- WHAT TO WORK ON:
Each line of the listing is to be retyped exactly as given.
· · · · ·
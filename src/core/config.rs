//! Simulation configuration with documented constants
//!
//! Every parameter of a run lives here, along with the rules that make a
//! combination valid. Values can be loaded from a TOML file; any field left
//! out of the file falls back to its default.

use serde::{Deserialize, Serialize};

use crate::core::error::{ConfigError, Result};
use crate::weather::{HarvestFactor, WeatherProbabilities};

/// Configuration for one simulation run
#[derive(Debug, Clone, PartialEq, Serialize, Deserialize)]
#[serde(default)]
pub struct SimulationConfig {
    // === POPULATION ===
    /// Number of sensor nodes deployed in every population
    pub num_nodes: u32,

    /// Number of rounds to simulate
    ///
    /// The run never stops early; once every node is dead the remaining
    /// rounds still produce (flat) metric samples.
    pub total_rounds: u32,

    // === ENERGY MODEL ===
    /// Starting energy of every node, which is also its battery capacity (Joules)
    pub initial_energy: f64,

    /// Path-loss coefficient `k` in `loss = k * distance^2` (Joules per m^2 per round)
    ///
    /// At the default (1e-6), a node 50m from the sink spends 0.0025 J per
    /// round and a fresh 0.5 J battery lasts 200 rounds.
    pub loss_coefficient: f64,

    /// Energy a harvesting node gains per round under full sun (Joules)
    ///
    /// Scaled by the round's harvest factor (1.0 / 0.5 / 0.0).
    pub base_charge_rate: f64,

    // === RANDOMNESS ===
    /// Seed for deployment and weather generators
    pub seed: u64,

    // === SUBSYSTEMS ===
    pub field: FieldConfig,
    pub weather: WeatherProbabilities,
    pub harvest: HarvestConfig,

    /// Populations run in lockstep over the same deployment
    pub populations: Vec<PopulationSpec>,

    // === PARALLELIZATION ===
    /// Minimum population size before node updates run on the rayon pool
    ///
    /// Below this threshold, thread overhead exceeds the cost of the update pass.
    pub parallel_threshold: usize,
}

/// Square deployment field with the sink (base station) inside it
#[derive(Debug, Clone, PartialEq, Serialize, Deserialize)]
#[serde(default)]
pub struct FieldConfig {
    /// Side length of the field (meters)
    pub size: f64,
    pub sink_x: f64,
    pub sink_y: f64,
}

/// Where the per-round harvest factor comes from
#[derive(Debug, Clone, PartialEq, Serialize, Deserialize)]
#[serde(tag = "mode", rename_all = "snake_case")]
pub enum HarvestConfig {
    /// Categorical sunny/cloudy/rainy draw each round
    Stochastic,
    /// Fixed cycle: the first `daylight` rounds of every `period` get full sun, the rest none
    DayNight { period: u32, daylight: u32 },
    /// Same factor every round
    Constant { factor: HarvestFactor },
}

/// A named population and whether its nodes can harvest
#[derive(Debug, Clone, PartialEq, Eq, Serialize, Deserialize)]
pub struct PopulationSpec {
    pub name: String,
    #[serde(default)]
    pub harvest_capable: bool,
}

impl PopulationSpec {
    pub fn new(name: impl Into<String>, harvest_capable: bool) -> Self {
        Self {
            name: name.into(),
            harvest_capable,
        }
    }

    pub fn standard() -> Self {
        Self::new("standard", false)
    }

    pub fn solar() -> Self {
        Self::new("solar", true)
    }
}

impl Default for SimulationConfig {
    fn default() -> Self {
        Self {
            num_nodes: 100,
            total_rounds: 2000,

            initial_energy: 0.5,
            loss_coefficient: 1e-6,
            base_charge_rate: 0.002,

            seed: 42,

            field: FieldConfig::default(),
            weather: WeatherProbabilities::default(),
            harvest: HarvestConfig::default(),
            populations: vec![PopulationSpec::standard(), PopulationSpec::solar()],

            parallel_threshold: 4096,
        }
    }
}

impl Default for FieldConfig {
    fn default() -> Self {
        Self {
            size: 100.0,
            sink_x: 50.0,
            sink_y: 50.0,
        }
    }
}

impl Default for HarvestConfig {
    fn default() -> Self {
        Self::Stochastic
    }
}

impl SimulationConfig {
    /// Create a new config with default values
    pub fn new() -> Self {
        Self::default()
    }

    /// Validate configuration for internal consistency
    pub fn validate(&self) -> std::result::Result<(), ConfigError> {
        if self.total_rounds == 0 {
            return Err(ConfigError::NoRounds);
        }
        if self.num_nodes == 0 {
            return Err(ConfigError::NoNodes);
        }
        if !(self.initial_energy.is_finite() && self.initial_energy > 0.0) {
            return Err(ConfigError::InvalidInitialEnergy(self.initial_energy));
        }
        if !(self.loss_coefficient.is_finite() && self.loss_coefficient > 0.0) {
            return Err(ConfigError::InvalidLossCoefficient(self.loss_coefficient));
        }
        if !(self.base_charge_rate.is_finite() && self.base_charge_rate >= 0.0) {
            return Err(ConfigError::InvalidChargeRate(self.base_charge_rate));
        }

        self.weather.validate()?;
        self.field.validate()?;

        if let HarvestConfig::DayNight { period, daylight } = self.harvest {
            if period == 0 || daylight > period {
                return Err(ConfigError::InvalidDayNightCycle { period, daylight });
            }
        }

        if self.populations.is_empty() {
            return Err(ConfigError::NoPopulations);
        }
        let mut seen = ahash::AHashSet::new();
        for spec in &self.populations {
            if spec.name.trim().is_empty() {
                return Err(ConfigError::EmptyPopulationName);
            }
            if !seen.insert(spec.name.as_str()) {
                return Err(ConfigError::DuplicatePopulation(spec.name.clone()));
            }
        }

        Ok(())
    }

    /// True when at least one population can harvest, i.e. the run needs a weather draw
    pub fn any_harvesting(&self) -> bool {
        self.populations.iter().any(|p| p.harvest_capable)
    }

    /// Load and validate a config from a TOML file
    pub fn load_from_toml(path: &std::path::Path) -> Result<Self> {
        let content = std::fs::read_to_string(path)?;
        Self::parse_toml(&content)
    }

    /// Parse and validate a config from a TOML string
    pub fn parse_toml(content: &str) -> Result<Self> {
        let config: Self = toml::from_str(content)?;
        config.validate()?;
        Ok(config)
    }
}

impl FieldConfig {
    pub fn validate(&self) -> std::result::Result<(), ConfigError> {
        if !(self.size.is_finite() && self.size > 0.0) {
            return Err(ConfigError::InvalidFieldSize(self.size));
        }
        if !(self.sink_x.is_finite() && self.sink_y.is_finite()) {
            return Err(ConfigError::InvalidSink(self.sink_x, self.sink_y));
        }
        Ok(())
    }
}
· · · · ·
- RESPONSE TO THE TASK:
filename src/core/config.rs
//! Simulation configuration with documented constants
//!
//! Every parameter of a run lives here, along with the rules that make a
//! combination valid. Values can be loaded from a TOML file; any field left
//! out of the file falls back to its default.

use serde::{Deserialize, Serialize};

use crate::core::error::{ConfigError, Result};
use crate::weather::{HarvestFactor, WeatherProbabilities};

/// Configuration for one simulation run
#[derive(Debug, Clone, PartialEq, Serialize, Deserialize)]
#[serde(default)]
pub struct SimulationConfig {
    // === POPULATION ===
    /// Number of sensor nodes deployed in every population
    pub num_nodes: u32,

    /// Number of rounds to simulate
    ///
    /// The run never stops early; once every node is dead the remaining
    /// rounds still produce (flat) metric samples.
    pub total_rounds: u32,

    // === ENERGY MODEL ===
    /// Starting energy of every node, which is also its battery capacity (Joules)
    pub initial_energy: f64,

    /// Path-loss coefficient `k` in `loss = k * distance^2` (Joules per m^2 per round)
    ///
    /// At the default (1e-6), a node 50m from the sink spends 0.0025 J per
    /// round and a fresh 0.5 J battery lasts 200 rounds.
    pub loss_coefficient: f64,

    /// Energy a harvesting node gains per round under full sun (Joules)
    ///
    /// Scaled by the round's harvest factor (1.0 / 0.5 / 0.0).
    pub base_charge_rate: f64,

    // === RANDOMNESS ===
    /// Seed for deployment and weather generators
    pub seed: u64,

    // === SUBSYSTEMS ===
    pub field: FieldConfig,
    pub weather: WeatherProbabilities,
    pub harvest: HarvestConfig,

    /// Populations run in lockstep over the same deployment
    pub populations: Vec<PopulationSpec>,

    // === PARALLELIZATION ===
    /// Minimum population size before node updates run on the rayon pool
    ///
    /// Below this threshold, thread overhead exceeds the cost of the update pass.
    pub parallel_threshold: usize,
}

/// Square deployment field with the sink (base station) inside it
#[derive(Debug, Clone, PartialEq, Serialize, Deserialize)]
#[serde(default)]
pub struct FieldConfig {
    /// Side length of the field (meters)
    pub size: f64,
    pub sink_x: f64,
    pub sink_y: f64,
}

/// Where the per-round harvest factor comes from
#[derive(Debug, Clone, PartialEq, Serialize, Deserialize)]
#[serde(tag = "mode", rename_all = "snake_case")]
pub enum HarvestConfig {
    /// Categorical sunny/cloudy/rainy draw each round
    Stochastic,
    /// Fixed cycle: the first `daylight` rounds of every `period` get full sun, the rest none
    DayNight { period: u32, daylight: u32 },
    /// Same factor every round
    Constant { factor: HarvestFactor },
}

/// A named population and whether its nodes can harvest
#[derive(Debug, Clone, PartialEq, Eq, Serialize, Deserialize)]
pub struct PopulationSpec {
    pub name: String,
    #[serde(default)]
    pub harvest_capable: bool,
}

impl PopulationSpec {
    pub fn new(name: impl Into<String>, harvest_capable: bool) -> Self {
        Self {
            name: name.into(),
            harvest_capable,
        }
    }

    pub fn standard() -> Self {
        Self::new("standard", false)
    }

    pub fn solar() -> Self {
        Self::new("solar", true)
    }
}

impl Default for SimulationConfig {
    fn default() -> Self {
        Self {
            num_nodes: 100,
            total_rounds: 2000,

            initial_energy: 0.5,
            loss_coefficient: 1e-6,
            base_charge_rate: 0.002,

            seed: 42,

            field: FieldConfig::default(),
            weather: WeatherProbabilities::default(),
            harvest: HarvestConfig::default(),
            populations: vec![PopulationSpec::standard(), PopulationSpec::solar()],

            parallel_threshold: 4096,
        }
    }
}

impl Default for FieldConfig {
    fn default() -> Self {
        Self {
            size: 100.0,
            sink_x: 50.0,
            sink_y: 50.0,
        }
    }
}

impl Default for HarvestConfig {
    fn default() -> Self {
        Self::Stochastic
    }
}

impl SimulationConfig {
    /// Create a new config with default values
    pub fn new() -> Self {
        Self::default()
    }

    /// Validate configuration for internal consistency
    pub fn validate(&self) -> std::result::Result<(), ConfigError> {
        if self.total_rounds == 0 {
            return Err(ConfigError::NoRounds);
        }
        if self.num_nodes == 0 {
            return Err(ConfigError::NoNodes);
        }
        if !(self.initial_energy.is_finite() && self.initial_energy > 0.0) {
            return Err(ConfigError::InvalidInitialEnergy(self.initial_energy));
        }
        if !(self.loss_coefficient.is_finite() && self.loss_coefficient > 0.0) {
            return Err(ConfigError::InvalidLossCoefficient(self.loss_coefficient));
        }
        if !(self.base_charge_rate.is_finite() && self.base_charge_rate >= 0.0) {
            return Err(ConfigError::InvalidChargeRate(self.base_charge_rate));
        }

        self.weather.validate()?;
        self.field.validate()?;

        if let HarvestConfig::DayNight { period, daylight } = self.harvest {
            if period == 0 || daylight > period {
                return Err(ConfigError::InvalidDayNightCycle { period, daylight });
            }
        }

        if self.populations.is_empty() {
            return Err(ConfigError::NoPopulations);
        }
        let mut seen = ahash::AHashSet::new();
        for spec in &self.populations {
            if spec.name.trim().is_empty() {
                return Err(ConfigError::EmptyPopulationName);
            }
            if !seen.insert(spec.name.as_str()) {
                return Err(ConfigError::DuplicatePopulation(spec.name.clone()));
            }
        }

        Ok(())
    }

    /// True when at least one population can harvest, i.e. the run needs a weather draw
    pub fn any_harvesting(&self) -> bool {
        self.populations.iter().any(|p| p.harvest_capable)
    }

    /// Load and validate a config from a TOML file
    pub fn load_from_toml(path: &std::path::Path) -> Result<Self> {
        let content = std::fs::read_to_string(path)?;
        Self::parse_toml(&content)
    }

    /// Parse and validate a config from a TOML string
    pub fn parse_toml(content: &str) -> Result<Self> {
        let config: Self = toml::from_str(content)?;
        config.validate()?;
        Ok(config)
    }
}

impl FieldConfig {
    pub fn validate(&self) -> std::result::Result<(), ConfigError> {
        if !(self.size.is_finite() && self.size > 0.0) {
            return Err(ConfigError::InvalidFieldSize(self.size));
        }
        if !(self.sink_x.is_finite() && self.sink_y.is_finite()) {
            return Err(ConfigError::InvalidSink(self.sink_x, self.sink_y));
        }
        Ok(())
    }
}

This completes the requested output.